* [Provided information]
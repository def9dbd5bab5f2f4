//! Front-end tying the ranking stages together.
//!
//! Typical usage:
//! ```no_run
//! use placement_resolver::{AlignmentFilter, PlacementQuery, PlacementResolver, ResolverParams};
//! use placement_resolver::types::Detection;
//!
//! # fn example(hits: &[Detection]) {
//! let resolver = PlacementResolver::new(ResolverParams::default());
//! let query = PlacementQuery::new(hits).with_filter(AlignmentFilter::VERTICAL);
//! let report = resolver.resolve_with_diagnostics(&query);
//! if let Some(det) = report.chosen {
//!     println!("anchor at distance {:.3} ({:?})", det.distance, report.stage);
//! }
//! # }
//! ```
use super::params::ResolverParams;
use super::stages;
use crate::diagnostics::{PlacementReport, ResolutionStage, ResolutionTrace, TimingBreakdown};
use crate::types::{AlignmentFilter, Detection};
use log::debug;
use std::time::Instant;

/// One placement request: the host's hits for a screen point plus the
/// caller's constraints.
#[derive(Clone, Copy, Debug)]
pub struct PlacementQuery<'a> {
    pub detections: &'a [Detection],
    pub filter: AlignmentFilter,
    /// Height of the object being moved, if any. Constrains unbounded
    /// horizontal hits in the infinite-plane stage.
    pub reference_height: Option<f32>,
    /// Opt into the infinite-plane stage.
    pub infinite_plane: bool,
}

impl<'a> PlacementQuery<'a> {
    /// Query with the default filter (both alignments), no reference height
    /// and the infinite-plane stage disabled.
    pub fn new(detections: &'a [Detection]) -> Self {
        Self {
            detections,
            filter: AlignmentFilter::default(),
            reference_height: None,
            infinite_plane: false,
        }
    }

    pub fn with_filter(mut self, filter: AlignmentFilter) -> Self {
        self.filter = filter;
        self
    }

    pub fn with_reference_height(mut self, height: Option<f32>) -> Self {
        self.reference_height = height;
        self
    }

    pub fn with_infinite_plane(mut self, enabled: bool) -> Self {
        self.infinite_plane = enabled;
        self
    }
}

/// Stateless placement resolver.
#[derive(Clone, Debug, Default)]
pub struct PlacementResolver {
    params: ResolverParams,
}

impl PlacementResolver {
    pub fn new(params: ResolverParams) -> Self {
        Self {
            params: params.sanitized(),
        }
    }

    pub fn params(&self) -> &ResolverParams {
        &self.params
    }

    /// Pick the detection to anchor to, or `None` when nothing qualifies.
    pub fn resolve(&self, query: &PlacementQuery<'_>) -> Option<Detection> {
        let mut trace = ResolutionTrace::new(query.detections.len());
        let mut timings = TimingBreakdown::default();
        self.rank(query, &mut trace, &mut timings).map(|(idx, _)| query.detections[idx])
    }

    /// Resolve and report which stage decided, with per-stage counters and
    /// timings.
    pub fn resolve_with_diagnostics(&self, query: &PlacementQuery<'_>) -> PlacementReport {
        let total_start = Instant::now();
        let mut trace = ResolutionTrace::new(query.detections.len());
        let mut timings = TimingBreakdown::default();
        let ranked = self.rank(query, &mut trace, &mut timings);
        timings.total_ms = total_start.elapsed().as_secs_f64() * 1000.0;

        PlacementReport {
            chosen: ranked.map(|(idx, _)| query.detections[idx]),
            chosen_index: ranked.map(|(idx, _)| idx),
            stage: ranked.map(|(_, stage)| stage),
            filter: query.filter,
            reference_height: query.reference_height,
            infinite_plane: query.infinite_plane,
            trace,
            timings,
        }
    }

    fn rank(
        &self,
        query: &PlacementQuery<'_>,
        trace: &mut ResolutionTrace,
        timings: &mut TimingBreakdown,
    ) -> Option<(usize, ResolutionStage)> {
        let detections = query.detections;
        debug!(
            "PlacementResolver::resolve start n={} filter={:?} ref={:?} infinite={}",
            detections.len(),
            query.filter,
            query.reference_height,
            query.infinite_plane
        );
        if detections.is_empty() {
            return None;
        }

        let confirmed = timings.time("confirmed_plane", || {
            stages::confirmed_plane(detections, query.filter, trace)
        });
        if let Some(idx) = confirmed {
            return Some((idx, ResolutionStage::ConfirmedPlane));
        }

        if query.infinite_plane {
            let tolerance = self.params.height_tolerance;
            let infinite = timings.time("infinite_plane", || {
                stages::infinite_plane(
                    detections,
                    query.filter,
                    query.reference_height,
                    tolerance,
                    trace,
                )
            });
            if let Some(idx) = infinite {
                return Some((idx, ResolutionStage::InfinitePlane));
            }
        }

        timings
            .time("fallback", || stages::fallback(detections, query.filter, trace))
            .map(|idx| (idx, ResolutionStage::Fallback))
    }
}

/// Resolve with default parameters.
///
/// `infinite_plane` opts into the unbounded-plane stage; `reference_height`
/// only matters for that stage.
pub fn resolve(
    detections: &[Detection],
    filter: AlignmentFilter,
    reference_height: Option<f32>,
    infinite_plane: bool,
) -> Option<Detection> {
    let query = PlacementQuery {
        detections,
        filter,
        reference_height,
        infinite_plane,
    };
    PlacementResolver::default().resolve(&query)
}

* [Task item]
Copy the records exactly.

* [Task solution]
repository def9dbd5bab5f2f4
//! Front-end tying the ranking stages together.
//!
//! Typical usage:
//! ```no_run
//! use placement_resolver::{AlignmentFilter, PlacementQuery, PlacementResolver, ResolverParams};
//! use placement_resolver::types::Detection;
//!
//! # fn example(hits: &[Detection]) {
//! let resolver = PlacementResolver::new(ResolverParams::default());
//! let query = PlacementQuery::new(hits).with_filter(AlignmentFilter::VERTICAL);
//! let report = resolver.resolve_with_diagnostics(&query);
//! if let Some(det) = report.chosen {
//!     println!("anchor at distance {:.3} ({:?})", det.distance, report.stage);
//! }
//! # }
//! ```
use super::params::ResolverParams;
use super::stages;
use crate::diagnostics::{PlacementReport, ResolutionStage, ResolutionTrace, TimingBreakdown};
use crate::types::{AlignmentFilter, Detection};
use log::debug;
use std::time::Instant;

/// One placement request: the host's hits for a screen point plus the
/// caller's constraints.
#[derive(Clone, Copy, Debug)]
pub struct PlacementQuery<'a> {
    pub detections: &'a [Detection],
    pub filter: AlignmentFilter,
    /// Height of the object being moved, if any. Constrains unbounded
    /// horizontal hits in the infinite-plane stage.
    pub reference_height: Option<f32>,
    /// Opt into the infinite-plane stage.
    pub infinite_plane: bool,
}

impl<'a> PlacementQuery<'a> {
    /// Query with the default filter (both alignments), no reference height
    /// and the infinite-plane stage disabled.
    pub fn new(detections: &'a [Detection]) -> Self {
        Self {
            detections,
            filter: AlignmentFilter::default(),
            reference_height: None,
            infinite_plane: false,
        }
    }

    pub fn with_filter(mut self, filter: AlignmentFilter) -> Self {
        self.filter = filter;
        self
    }

    pub fn with_reference_height(mut self, height: Option<f32>) -> Self {
        self.reference_height = height;
        self
    }

    pub fn with_infinite_plane(mut self, enabled: bool) -> Self {
        self.infinite_plane = enabled;
        self
    }
}

/// Stateless placement resolver.
#[derive(Clone, Debug, Default)]
pub struct PlacementResolver {
    params: ResolverParams,
}

impl PlacementResolver {
    pub fn new(params: ResolverParams) -> Self {
        Self {
            params: params.sanitized(),
        }
    }

    pub fn params(&self) -> &ResolverParams {
        &self.params
    }

    /// Pick the detection to anchor to, or `None` when nothing qualifies.
    pub fn resolve(&self, query: &PlacementQuery<'_>) -> Option<Detection> {
        let mut trace = ResolutionTrace::new(query.detections.len());
        let mut timings = TimingBreakdown::default();
        self.rank(query, &mut trace, &mut timings).map(|(idx, _)| query.detections[idx])
    }

    /// Resolve and report which stage decided, with per-stage counters and
    /// timings.
    pub fn resolve_with_diagnostics(&self, query: &PlacementQuery<'_>) -> PlacementReport {
        let total_start = Instant::now();
        let mut trace = ResolutionTrace::new(query.detections.len());
        let mut timings = TimingBreakdown::default();
        let ranked = self.rank(query, &mut trace, &mut timings);
        timings.total_ms = total_start.elapsed().as_secs_f64() * 1000.0;

        PlacementReport {
            chosen: ranked.map(|(idx, _)| query.detections[idx]),
            chosen_index: ranked.map(|(idx, _)| idx),
            stage: ranked.map(|(_, stage)| stage),
            filter: query.filter,
            reference_height: query.reference_height,
            infinite_plane: query.infinite_plane,
            trace,
            timings,
        }
    }

    fn rank(
        &self,
        query: &PlacementQuery<'_>,
        trace: &mut ResolutionTrace,
        timings: &mut TimingBreakdown,
    ) -> Option<(usize, ResolutionStage)> {
        let detections = query.detections;
        debug!(
            "PlacementResolver::resolve start n={} filter={:?} ref={:?} infinite={}",
            detections.len(),
            query.filter,
            query.reference_height,
            query.infinite_plane
        );
        if detections.is_empty() {
            return None;
        }

        let confirmed = timings.time("confirmed_plane", || {
            stages::confirmed_plane(detections, query.filter, trace)
        });
        if let Some(idx) = confirmed {
            return Some((idx, ResolutionStage::ConfirmedPlane));
        }

        if query.infinite_plane {
            let tolerance = self.params.height_tolerance;
            let infinite = timings.time("infinite_plane", || {
                stages::infinite_plane(
                    detections,
                    query.filter,
                    query.reference_height,
                    tolerance,
                    trace,
                )
            });
            if let Some(idx) = infinite {
                return Some((idx, ResolutionStage::InfinitePlane));
            }
        }

        timings
            .time("fallback", || stages::fallback(detections, query.filter, trace))
            .map(|idx| (idx, ResolutionStage::Fallback))
    }
}

/// Resolve with default parameters.
///
/// `infinite_plane` opts into the unbounded-plane stage; `reference_height`
/// only matters for that stage.
pub fn resolve(
    detections: &[Detection],
    filter: AlignmentFilter,
    reference_height: Option<f32>,
    infinite_plane: bool,
) -> Option<Detection> {
    let query = PlacementQuery {
        detections,
        filter,
        reference_height,
        infinite_plane,
    };
    PlacementResolver::default().resolve(&query)
}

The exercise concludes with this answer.